Und the Health Secretary admitted that he turned down a broadcast interview yesterday due to his irritation at the video bombshell of No10 staff giggling over an alleged Lockdown-busting holiday gathering. 

According to Mr Javid, it was a ‘proportionate’ decision to encourage people not to visit the office.  

According to a poll, 63% of voters believe that the PM should step down. 

Labour also had a four-point lead in the Redfield & Wilton poll, the largest since the 2019 general election. 

Johnson stated that the restrictions are a proportionate response to an increase in Omicron cases at a Downing Street press conference. 

He was accused of having accelerated Plan B restrictions to move the news agenda away form public outrage. This is based on claims that the No10 staff hosted a Christmas party in violation of strict lockdown rules last December.
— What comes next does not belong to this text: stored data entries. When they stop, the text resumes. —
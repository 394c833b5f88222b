//! String interning for term text.

use std::collections::HashSet;
use std::sync::Arc;

use crate::term::{Term, TermValue};

/// Set of previously seen term text, returning one shared copy per value.
#[derive(Debug, Default)]
pub(crate) struct StringTable {
    strings: HashSet<Arc<str>>,
}

impl StringTable {
    pub(crate) fn new() -> Self {
        Self::default()
    }

    /// Returns the canonical copy of `s`, storing it on first sight.
    pub(crate) fn intern(&mut self, s: &Arc<str>) -> Arc<str> {
        if s.is_empty() {
            return Arc::clone(s);
        }
        if let Some(existing) = self.strings.get(s) {
            return Arc::clone(existing);
        }
        self.strings.insert(Arc::clone(s));
        Arc::clone(s)
    }

    /// Replaces every string in `term` by its canonical copy.
    pub(crate) fn intern_term(&mut self, term: Term) -> Term {
        let id = term.id();
        let value = match term.into_value() {
            TermValue::Iri(iri) => TermValue::Iri(self.intern(&iri)),
            TermValue::Literal { text, datatype } => TermValue::Literal {
                text: self.intern(&text),
                datatype: self.intern(&datatype),
            },
            TermValue::Blank(label) => TermValue::Blank(self.intern(&label)),
        };
        Term::from_value(value, id)
    }

    pub(crate) fn len(&self) -> usize {
        self.strings.len()
    }

    pub(crate) fn clear(&mut self) {
        self.strings.clear();
        self.strings.shrink_to_fit();
    }
}

#[cfg(test)]
mod tests {
    use super::*;

    #[test]
    fn repeated_values_share_storage() {
        let mut table = StringTable::new();
        let a: Arc<str> = Arc::from("http://purl.obolibrary.org/obo/GO_0005634");
        let b: Arc<str> = Arc::from("http://purl.obolibrary.org/obo/GO_0005634");
        let first = table.intern(&a);
        let second = table.intern(&b);
        assert!(Arc::ptr_eq(&first, &second));
        assert_eq!(table.len(), 1);
    }

    #[test]
    fn empty_strings_are_not_stored() {
        let mut table = StringTable::new();
        let _ = table.intern(&Arc::from(""));
        assert_eq!(table.len(), 0);
    }

    #[test]
    fn clear_forgets_values() {
        let mut table = StringTable::new();
        let _ = table.intern(&Arc::from("x"));
        table.clear();
        assert_eq!(table.len(), 0);
    }
}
William Wragg (Tory Chairman of the Commons Public Administration Committee) called this a “diversionary tactic”. Others MPs questioned how the government could expect people adhere to Covid rules, when no10 employees were accused of recklessly violating them.

Conservative backbenchers expressed their anger at the potential economic consequences of these curbs. They even shouted at Health Secretary Sajid Janid in the Commons and demanded that he resign.

As pictures of London stations appeared eerily silent, it seemed that people had already cast their votes today.